Concerns about the outsized exposure of China’s $3 trillion shadow banking sector, roughly the size of Britain’s economy, to property developers and the wider economy, have grown over the past year as the sector lurched from one crisis to another.
Zhongrong International Trust Co, which traditionally had sizable real estate exposure, has recently missed repayments on some investment products, fuelling contagion fears.
Trust firms operate outside many of the rules governing commercial banks and mainly channel the proceeds of wealth products sold by banks to real estate developers, other sectors, and even some retail investors.
Barclays said in a note that regulators were likely to step in if the market environment deteriorates significantly, and measures used by China in the past to deal with spiking financial volatility have included liquidity injections.
“The risk of a systemic shock to the Chinese financial system is not great, but the downward pressure on the economy will intensify,” said Yan Wang, chief emerging markets and China strategist at Alpine Macro.
“These issues are all related, thus the contagion is already happening, and the risk of further spread is material. The government needs to act promptly and aggressively to contain the risk,” he added.
Beijing took a step in that direction on Tuesday by cutting key policy rates after a broad array of data highlighted intensifying pressure on the economy, mainly from the property sector.
The latest challenge came from the shadows, with two companies saying over the weekend they had not received payment on maturing Zhongrong International Trust investment products.
Nomura said a wave of defaults on trust products could cause “substantial ripple effects” for China’s broader economy as losses suffered by individual investors, lured by higher returns, would have an acute impact on consumption.
“This is something where the problems are probably not going to be confined to this individual trust but are going to spread to or become more evident in the trust industry as a whole,” said Arthur Kroeber, partner and head of research at Gavekal in New York.
“I think they’re within the ability of the government to manage without any sort of dramatic explosion or blow up. But it’s a long, slow-burning problem.”
Even as China’s property problems have torn through the economy in the last few years, Beijing has so far managed to contain the impact on the financial industry.
‘CONTAGION’
The trust sector had been a major fundraising channel for property developers seeking rapid expansion. But since 2021, when real estate slipped into a downturn, some of them have gone bust, while others have divested investments in property firms.

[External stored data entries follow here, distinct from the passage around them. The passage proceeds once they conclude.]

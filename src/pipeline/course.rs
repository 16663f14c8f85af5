use tracing::{info, warn};

use crate::auth::Operator;
use crate::content::{CollectorError, ContentItem, ContentKind, ContentSink, ContentSource};
use crate::registry::{Institution, InstitutionId};
use crate::rewrite::{ChangeLog, Mode, RewriteError, Rewriter};

use super::polish::TextRewriter;

/// Settings for one course run.
#[derive(Debug, Clone, PartialEq, Eq)]
pub struct RunOptions {
    pub target: InstitutionId,
    pub mode: Mode,
    /// Compute and report changes without writing them back.
    pub dry_run: bool,
    /// Passed through to the text rewriter.
    pub model: String,
}

/// What happened to a single item whose body changed.
#[derive(Debug, Clone, PartialEq, Eq)]
pub struct ItemOutcome {
    pub id: String,
    pub title: String,
    pub changes: ChangeLog,
    /// The text rewriter altered the body beyond the color pass.
    pub polished: bool,
    pub written: bool,
}

#[derive(Debug, Clone, Default, PartialEq, Eq)]
pub struct KindStats {
    pub total: usize,
    pub updated: usize,
    pub failed: usize,
    pub items: Vec<ItemOutcome>,
}

/// Per-kind results in processing order. A kind that could not be listed
/// holds its error; the kinds after it still ran.
#[derive(Debug)]
pub struct CourseReport {
    pub dry_run: bool,
    pub kinds: Vec<(ContentKind, Result<KindStats, CollectorError>)>,
}

impl CourseReport {
    pub fn total_updated(&self) -> usize {
        self.kinds
            .iter()
            .filter_map(|(_, result)| result.as_ref().ok())
            .map(|stats| stats.updated)
            .sum()
    }

    pub fn failures(&self) -> impl Iterator<Item = (ContentKind, &CollectorError)> + '_ {
        self.kinds
            .iter()
            .filter_map(|(kind, result)| result.as_ref().err().map(|err| (*kind, err)))
    }

    /// One line per kind, e.g. `Pages: 2/5 updated`.
    pub fn summary_lines(&self) -> Vec<String> {
        self.kinds
            .iter()
            .map(|(kind, result)| match result {
                Ok(stats) if stats.failed > 0 => format!(
                    "{kind}: {}/{} updated, {} failed",
                    stats.updated, stats.total, stats.failed
                ),
                Ok(stats) => format!("{kind}: {}/{} updated", stats.updated, stats.total),
                Err(err) => format!("{kind}: skipped ({err})"),
            })
            .collect()
    }
}

/// Rebrand every content kind of a course.
///
/// Fails only when the target is not registered; collaborator failures are
/// recorded in the report.
pub fn process_course<C>(
    operator: &Operator,
    store: &mut C,
    rewriter: &Rewriter<'_>,
    polisher: Option<&dyn TextRewriter>,
    options: &RunOptions,
) -> Result<CourseReport, RewriteError>
where
    C: ContentSource + ContentSink + ?Sized,
{
    let target = rewriter.target(&options.target)?;
    info!(
        operator = operator.name(),
        target = %target.id,
        mode = ?options.mode,
        dry_run = options.dry_run,
        "processing course"
    );

    let mut kinds = Vec::with_capacity(ContentKind::ALL.len());
    for kind in ContentKind::ALL {
        let result = process_kind(kind, &mut *store, rewriter, polisher, target, options);
        match &result {
            Ok(stats) => info!(%kind, total = stats.total, updated = stats.updated, "scanned"),
            Err(err) => warn!(%kind, error = %err, "skipping content kind"),
        }
        kinds.push((kind, result));
    }

    Ok(CourseReport {
        dry_run: options.dry_run,
        kinds,
    })
}

fn process_kind<C>(
    kind: ContentKind,
    store: &mut C,
    rewriter: &Rewriter<'_>,
    polisher: Option<&dyn TextRewriter>,
    target: &Institution,
    options: &RunOptions,
) -> Result<KindStats, CollectorError>
where
    C: ContentSource + ContentSink + ?Sized,
{
    let items = store.items(kind)?;
    let mut stats = KindStats {
        total: items.len(),
        ..KindStats::default()
    };

    for item in items {
        let Some((body, mut outcome)) = rebrand_item(&item, rewriter, polisher, target, options)
        else {
            continue;
        };

        if !options.dry_run {
            if let Err(err) = store.update(&item, &body) {
                warn!(%kind, id = %item.id, error = %err, "failed to write item");
                stats.failed += 1;
                continue;
            }
            outcome.written = true;
        }
        stats.updated += 1;
        stats.items.push(outcome);
    }

    Ok(stats)
}

/// The new body and its outcome, or `None` when the item is unchanged.
fn rebrand_item(
    item: &ContentItem,
    rewriter: &Rewriter<'_>,
    polisher: Option<&dyn TextRewriter>,
    target: &Institution,
    options: &RunOptions,
) -> Option<(String, ItemOutcome)> {
    if item.body.is_empty() {
        return None;
    }

    let rewrite = rewriter.rewrite_to(&item.body, target, options.mode);
    let mut body = rewrite.text;
    let mut polished = false;

    if let Some(polisher) = polisher {
        match polisher.polish(&body, target, &options.model) {
            Ok(text) => {
                polished = text != body;
                body = text;
            }
            Err(err) => {
                warn!(
                    kind = %item.kind,
                    id = %item.id,
                    error = %err,
                    "text rewriter failed, keeping color pass"
                );
            }
        }
    }

    if body == item.body {
        return None;
    }

    Some((
        body,
        ItemOutcome {
            id: item.id.clone(),
            title: item.title.clone(),
            changes: rewrite.changes,
            polished,
            written: false,
        },
    ))
}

Beijing has also ramped up efforts since 2017 to reduce the size of the shadow banking sector amid concerns over financial stability. As of end-2022, assets held by trust firms totalled 21 trillion yuan, down about 20% from end-2017.
The outstanding value of trust products invested in the property sector was 1.2 trillion yuan as of end-2022, down about 30% year-on-year. Still, exposure to the real estate sector varies from different trust firms.
“The real contagion may just be what we are already seeing – weak consumer and business confidence which is dragging down growth. The government is well aware of this but has so far been very timid in its response,” said Kamil Dimmich, partner and portfolio manager at North of South Capital LLP, in London.
Barclays said since trust product clients tend to be wealthy individuals or companies, the authorities may have some “tolerance for market forces to play out”.
Rayliant Quantamental China Equity ETF co-portfolio manager Phillip Wool said the rise in defaults by trust firms would result in another hit to confidence, as home buyers will not feel comfortable putting down a big down payment.
“As for whether Beijing steps in, I think we’re getting to a point where that has to happen. The deeper confidence sinks, the harder that is to reverse,” Wool added.